John Garner, Nurse Practitioner. Dr. Bellin Medical Director. Yolanda Ewing, Nurse Practitioner who works with the doctor. Tammy Blackmon, R.N. Supervisor. Phillip Rice, L.P.N., pass out medicine, check and change. Dr. Jerry Smacker, Fmr. Medical Director. Dr. Arthur Hale, Chief Medical for Pickaway Corr. Inst.

Would like to have surgery on my wounds immediately because anything could happen to me far as death.

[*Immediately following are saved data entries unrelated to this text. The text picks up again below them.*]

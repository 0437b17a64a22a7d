//! Region types shared by every extraction strategy.

use std::path::Path;

use serde::Serialize;

/// What a located region holds.
#[derive(Debug, Clone, Copy, PartialEq, Eq, Hash, Serialize)]
#[serde(rename_all = "kebab-case")]
pub enum RegionKind {
    /// A `<template>` block of a `.blits` document.
    Template,
    /// A `<script>` block of a `.blits` document.
    Script,
    /// A `template:` string value inside script code.
    TemplateLiteral,
}

/// A located region within a document's full text.
///
/// `start` and `end` are byte offsets into the document. For quoted values
/// they delimit the text between the quotes, so `end` is the offset of the
/// closing quote.
#[derive(Debug, Clone, PartialEq, Eq, Serialize)]
pub struct Span {
    pub start: usize,
    pub end: usize,
    pub content: String,
    pub kind: RegionKind,
}

impl Span {
    /// Whether `offset` falls inside the region (end inclusive, so a cursor
    /// sitting right before the closing delimiter still counts).
    pub fn contains(&self, offset: usize) -> bool {
        self.start <= offset && offset <= self.end
    }

    /// Length of the region in bytes.
    pub fn len(&self) -> usize {
        self.end.saturating_sub(self.start)
    }

    pub fn is_empty(&self) -> bool {
        self.len() == 0
    }
}

/// Declared sub-language of a script region.
#[derive(Debug, Clone, Copy, Default, PartialEq, Eq, Hash, Serialize)]
#[serde(rename_all = "lowercase")]
pub enum ScriptLanguage {
    #[default]
    Js,
    Ts,
}

impl ScriptLanguage {
    /// Parse a `lang` attribute value. Unknown values yield `None`.
    pub fn from_attr(value: &str) -> Option<Self> {
        match value {
            "js" => Some(Self::Js),
            "ts" => Some(Self::Ts),
            _ => None,
        }
    }

    /// File extension a script engine sniffs to pick its grammar.
    pub fn extension(self) -> &'static str {
        match self {
            Self::Js => "js",
            Self::Ts => "ts",
        }
    }

    /// LSP language identifier.
    pub fn language_id(self) -> &'static str {
        match self {
            Self::Js => "javascript",
            Self::Ts => "typescript",
        }
    }
}

/// A script region plus its declared sub-language.
#[derive(Debug, Clone, PartialEq, Eq, Serialize)]
pub struct ScriptRegion {
    #[serde(flatten)]
    pub span: Span,
    pub language: ScriptLanguage,
}

/// Dominant language of a document.
#[derive(Debug, Clone, Copy, PartialEq, Eq, Hash, Serialize)]
#[serde(rename_all = "lowercase")]
pub enum DocumentKind {
    /// Mixed-content `.blits` component.
    Blits,
    JavaScript,
    TypeScript,
}

impl DocumentKind {
    /// Resolve an LSP language id.
    pub fn from_language_id(id: &str) -> Option<Self> {
        match id {
            "blits" => Some(Self::Blits),
            "javascript" | "javascriptreact" => Some(Self::JavaScript),
            "typescript" | "typescriptreact" => Some(Self::TypeScript),
            _ => None,
        }
    }

    /// Resolve from a file extension.
    pub fn from_path(path: &Path) -> Option<Self> {
        match path.extension()?.to_str()? {
            "blits" => Some(Self::Blits),
            "js" | "mjs" | "cjs" | "jsx" => Some(Self::JavaScript),
            "ts" | "mts" | "cts" | "tsx" => Some(Self::TypeScript),
            _ => None,
        }
    }

    pub fn is_mixed_content(self) -> bool {
        matches!(self, Self::Blits)
    }
}

/// Which strategy produced an [`Extraction`].
#[derive(Debug, Clone, Copy, PartialEq, Eq, Serialize)]
#[serde(rename_all = "lowercase")]
pub enum Strategy {
    Structural,
    Pattern,
}

/// Template regions of a document, tagged with the strategy that found them.
#[derive(Debug, Clone, PartialEq, Eq, Serialize)]
pub struct Extraction {
    pub via: Strategy,
    pub spans: Vec<Span>,
}

impl Extraction {
    pub fn is_empty(&self) -> bool {
        self.spans.is_empty()
    }

    /// The region containing `offset`, if any.
    pub fn span_at(&self, offset: usize) -> Option<&Span> {
        self.spans.iter().find(|span| span.contains(offset))
    }
}

#[cfg(test)]
mod tests {
    use super::*;

    #[test]
    fn test_script_language_default_and_attr() {
        assert_eq!(ScriptLanguage::default(), ScriptLanguage::Js);
        assert_eq!(ScriptLanguage::from_attr("ts"), Some(ScriptLanguage::Ts));
        assert_eq!(ScriptLanguage::from_attr("coffee"), None);
        assert_eq!(ScriptLanguage::Ts.extension(), "ts");
        assert_eq!(ScriptLanguage::Js.language_id(), "javascript");
    }

    #[test]
    fn test_document_kind_resolution() {
        assert_eq!(
            DocumentKind::from_language_id("blits"),
            Some(DocumentKind::Blits)
        );
        assert_eq!(
            DocumentKind::from_path(Path::new("/p/src/App.ts")),
            Some(DocumentKind::TypeScript)
        );
        assert_eq!(DocumentKind::from_path(Path::new("/p/README.md")), None);
        assert!(DocumentKind::Blits.is_mixed_content());
    }

    #[test]
    fn test_span_contains_is_end_inclusive() {
        let span = Span {
            start: 4,
            end: 8,
            content: "abcd".to_string(),
            kind: RegionKind::Script,
        };
        assert!(span.contains(4));
        assert!(span.contains(8));
        assert!(!span.contains(9));
        assert_eq!(span.len(), 4);
    }
}
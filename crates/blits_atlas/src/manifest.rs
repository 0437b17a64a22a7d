//! `package.json` model.

use std::path::PathBuf;

use blits_carton::FxHashMap;
use serde::Deserialize;
use serde_json::Value;

/// Errors reading a manifest. Both variants mean "not a project".
#[derive(Debug, thiserror::Error)]
pub enum ManifestError {
    #[error("failed to read {path}: {source}")]
    Io {
        path: PathBuf,
        #[source]
        source: std::io::Error,
    },
    #[error("failed to parse {path}: {source}")]
    Parse {
        path: PathBuf,
        #[source]
        source: serde_json::Error,
    },
}

/// The parts of a package manifest the registry cares about.
#[derive(Debug, Clone, Default, Deserialize)]
#[serde(rename_all = "camelCase")]
pub struct PackageManifest {
    #[serde(default)]
    pub name: Option<String>,
    #[serde(default)]
    pub dependencies: FxHashMap<String, Value>,
    #[serde(default)]
    pub dev_dependencies: FxHashMap<String, Value>,
    #[serde(default)]
    pub peer_dependencies: FxHashMap<String, Value>,
}

impl PackageManifest {
    pub fn parse(text: &str) -> Result<Self, serde_json::Error> {
        serde_json::from_str(text)
    }

    /// Whether `dependency` appears in any of the three dependency maps.
    pub fn declares(&self, dependency: &str) -> bool {
        self.dependencies.contains_key(dependency)
            || self.dev_dependencies.contains_key(dependency)
            || self.peer_dependencies.contains_key(dependency)
    }
}

#[cfg(test)]
mod tests {
    use super::*;

    #[test]
    fn test_declares_across_maps() {
        let manifest = PackageManifest::parse(
            r#"{
                "name": "demo",
                "dependencies": { "@lightningjs/blits": "^1.0.0" },
                "devDependencies": { "@lightningjs/prettier-plugin-blits": "1.0.0" }
            }"#,
        )
        .unwrap();

        assert_eq!(manifest.name.as_deref(), Some("demo"));
        assert!(manifest.declares("@lightningjs/blits"));
        assert!(manifest.declares("@lightningjs/prettier-plugin-blits"));
        assert!(!manifest.declares("react"));

        let peer = PackageManifest::parse(r#"{ "peerDependencies": { "@lightningjs/blits": "*" } }"#)
            .unwrap();
        assert!(peer.declares("@lightningjs/blits"));
    }

    #[test]
    fn test_minimal_and_invalid_manifests() {
        let empty = PackageManifest::parse("{}").unwrap();
        assert!(empty.name.is_none());
        assert!(!empty.declares("@lightningjs/blits"));

        assert!(PackageManifest::parse("{ not json").is_err());
        assert!(PackageManifest::parse("[]").is_err());
    }
}
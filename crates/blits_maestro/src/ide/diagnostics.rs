//! Diagnostics for script blocks.

use blits_canon::{EngineDiagnostic, Severity};
use tower_lsp::lsp_types::{Diagnostic, DiagnosticSeverity, NumberOrString};

use super::IdeContext;
use crate::router::ServiceInstance;

/// Source tag on every published diagnostic.
pub const SOURCE: &str = "blits";

pub struct DiagnosticService;

impl DiagnosticService {
    /// Engine diagnostics for the script block, in document coordinates.
    pub async fn collect(ctx: &IdeContext, services: &ServiceInstance) -> Vec<Diagnostic> {
        let Some(script) = ctx.script.as_ref() else {
            return Vec::new();
        };

        let service = services.language_service(&script.name).await;
        service.sync(&script.name, script.content()).await;

        match service.engine().diagnostics(&script.name).await {
            Ok(diagnostics) => diagnostics
                .into_iter()
                .filter_map(|diagnostic| Self::convert(ctx, diagnostic))
                .collect(),
            Err(err) => {
                tracing::debug!("diagnostics failed for {}: {}", script.name, err);
                Vec::new()
            }
        }
    }

    fn convert(ctx: &IdeContext, diagnostic: EngineDiagnostic) -> Option<Diagnostic> {
        Some(Diagnostic {
            range: ctx.script_range(diagnostic.span)?,
            severity: Some(match diagnostic.severity {
                Severity::Error => DiagnosticSeverity::ERROR,
                Severity::Warning => DiagnosticSeverity::WARNING,
                Severity::Information => DiagnosticSeverity::INFORMATION,
                Severity::Hint => DiagnosticSeverity::HINT,
            }),
            code: diagnostic.code.map(NumberOrString::String),
            source: Some(SOURCE.to_string()),
            message: diagnostic.message,
            ..Default::default()
        })
    }
}
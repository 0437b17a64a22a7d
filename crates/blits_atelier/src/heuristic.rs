//! Template-likeness heuristic.
//!
//! A `template:` key alone does not make a string a template; this predicate
//! decides whether the value reads like Blits markup. It stays tolerant of
//! truncated input so a template the user is still typing keeps registering.

use once_cell::sync::Lazy;
use regex::Regex;

/// `:prop=` or `@event=` style attribute.
static BINDING_ATTRIBUTE: Lazy<Regex> =
    Lazy::new(|| Regex::new(r"[:@][a-zA-Z][^=]*=").expect("binding attribute regex"));

/// Opening, self-closing, closing or truncated tag.
static TAG_SHAPE: Lazy<Regex> =
    Lazy::new(|| Regex::new(r"</?[a-zA-Z][a-zA-Z0-9_-]*").expect("tag shape regex"));

/// Whether `candidate` looks like a Blits template.
///
/// Accepts, after trimming:
/// - text starting with a `<!--` comment,
/// - text containing a `:name=` or `@name=` attribute,
/// - text containing something tag-shaped, as long as no prose precedes the
///   first `<`.
pub fn looks_like_template(candidate: &str) -> bool {
    let text = candidate.trim();
    if text.is_empty() {
        return false;
    }

    if text.starts_with("<!--") {
        return true;
    }

    if (text.contains(':') || text.contains('@')) && BINDING_ATTRIBUTE.is_match(text) {
        return true;
    }

    if !TAG_SHAPE.is_match(text) {
        return false;
    }

    match text.find('<') {
        Some(first_tag) => text[..first_tag].trim().is_empty(),
        None => false,
    }
}

#[cfg(test)]
mod tests {
    use super::*;

    #[test]
    fn test_accepts_markup() {
        assert!(looks_like_template("<Element w=\"10\">hi</Element>"));
        assert!(looks_like_template("\n    <Element>\n      <Text />\n    </Element>\n  "));
        assert!(looks_like_template("<Element />"));
        assert!(looks_like_template("</Element>"));
    }

    #[test]
    fn test_accepts_comment_and_bindings() {
        assert!(looks_like_template("<!-- todo -->"));
        assert!(looks_like_template(":x=\"$x\""));
        assert!(looks_like_template("@loaded=\"$onLoad\""));
    }

    #[test]
    fn test_accepts_truncated_tag() {
        assert!(looks_like_template("<Element w=\"10\" "));
        assert!(looks_like_template("<Elem"));
    }

    #[test]
    fn test_rejects_plain_strings() {
        assert!(!looks_like_template(""));
        assert!(!looks_like_template("   "));
        assert!(!looks_like_template("main"));
        assert!(!looks_like_template("a < b"));
        assert!(!looks_like_template("price: 10"));
    }

    #[test]
    fn test_rejects_prose_before_markup() {
        assert!(!looks_like_template("Hello <b>world</b>"));
        assert!(looks_like_template("   <b>world</b>"));
    }
}
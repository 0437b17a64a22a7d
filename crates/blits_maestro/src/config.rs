//! Server configuration.

use blits_atlas::AtlasConfig;
use blits_canon::TsgoEngineConfig;
use serde::{Deserialize, Serialize};

/// Settings the language server runs with.
///
/// Loaded from `blits.config.json` by the CLI; a client may send the same
/// shape as `initializationOptions`, which then takes precedence.
#[derive(Debug, Clone, Default, PartialEq, Eq, Serialize, Deserialize)]
#[serde(default, rename_all = "camelCase")]
pub struct MaestroConfig {
    pub workspace: AtlasConfig,
    pub engine: TsgoEngineConfig,
}

impl MaestroConfig {
    /// Parse `initializationOptions`. Anything that is not a valid config
    /// object is ignored with a warning.
    pub fn from_initialization_options(options: Option<serde_json::Value>) -> Option<Self> {
        let options = options?;
        if options.is_null() {
            return None;
        }
        match serde_json::from_value(options) {
            Ok(config) => Some(config),
            Err(err) => {
                tracing::warn!("ignoring invalid initializationOptions: {}", err);
                None
            }
        }
    }
}

#[cfg(test)]
mod tests {
    use super::*;
    use serde_json::json;

    #[test]
    fn test_partial_options_keep_defaults() {
        let config = MaestroConfig::from_initialization_options(Some(json!({
            "workspace": { "debounceMs": 100 },
            "engine": { "tsgoPath": "/opt/tsgo" }
        })))
        .unwrap();

        assert_eq!(config.workspace.debounce_ms, 100);
        assert_eq!(config.workspace.manifest_name, "package.json");
        assert_eq!(config.engine.tsgo_path.as_deref(), Some(std::path::Path::new("/opt/tsgo")));
        assert_eq!(config.engine.timeout_ms, 30000);
    }

    #[test]
    fn test_missing_or_invalid_options() {
        assert!(MaestroConfig::from_initialization_options(None).is_none());
        assert!(MaestroConfig::from_initialization_options(Some(serde_json::Value::Null)).is_none());
        assert!(MaestroConfig::from_initialization_options(Some(json!({ "workspace": 3 }))).is_none());
    }
}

Am asking for 4,300,000 million and three hundred thousand. And the lawyer fees does't [sic] come out of this money.
(ECF No. at PAGEID ## 7-8.)

As a preliminary matter, Plaintiff fails to provide factual allegations sufficient to state a plausible cause of action against Defendants Smith, Bashir, Collins, Hoffman, Suedieck, Garner, Bellin, Ewing, Blackmon, Rice, Smacker, or Hale. See Iqbal, 556 U.S. at 678. Plaintiff simply lists their names and does not allege specific wrongful conduct by any of these named Defendant. (ECF No. 1 at PAGEID ## 1, 5-7.) Plaintiff's limited assertions therefore do not support any claim arising under Section 1983 against any of these Defendants. Iqbal, 556 U.S. at 678; see also Leach v. Shelby Co. Sheriff, 891 F.2d 1241, 1246 (6th Cir. 1989) (providing that a party cannot be held liable under Section 1983 unless the party personally participated in, or otherwise authorized, approved or knowingly acquiesced in, the allegedly unconstitutional conduct); Bellamy v. Bradley, 729 F.2d 416, 421 (6th Cir. 1984) (stating that, "[a]t a minimum a [Section] 1983 plaintiff must show that a supervisory official at least implicitly authorized, approved, or knowingly acquiesced in the unconstitutional conduct").

Plaintiff alleges that Defendant Lemaster "did my treatment on my buttocks" and that Defendant Eddy "is the Medical Director who's turning everybody down for surgery." (ECF No. 1 at PAGEID # 7.) From the context of these allegation, it appears that Plaintiff attempts to assert that Defendants Lemaster and Eddy violated his rights under the Eighth Amendment to the United States Constitution. (Id.) It is well established that "[t]he Eighth Amendment forbids prison officials from unnecessarily and wantonly inflicting pain on an inmate by acting with deliberate indifference toward [his] serious medical needs." Jones v. Muskegon Cnty., 625 F.3d 935, 941 (6th Cir. 2010) (internal quotations and citations omitted). A claim for deliberate indifference "has both objective and subjective components." Alspaugh v. McConnell, 643 F.3d 162, 169 (6th Cir. 2011). The United States Court of Appeals for the Sixth Circuit has explained:

The objective component mandates a sufficiently serious medical need. [Blackmore v. Kalamazoo Cnty., 390 F.3d 890, 895 (6th Cir.2004).] The subjective component regards prison officials' state of mind. Id. Deliberate indifference "entails something more than mere negligence, but can be satisfied by something less than acts or omissions for the very purpose of causing harm or with knowledge that harm will result." Id. at 895-96 (internal quotation marks and citations omitted). The prison official must "be aware of facts from which the inference could be drawn that a substantial risk of serious harm exists, and he must also draw the inference." Id. at 896 (internal quotation marks and citation omitted).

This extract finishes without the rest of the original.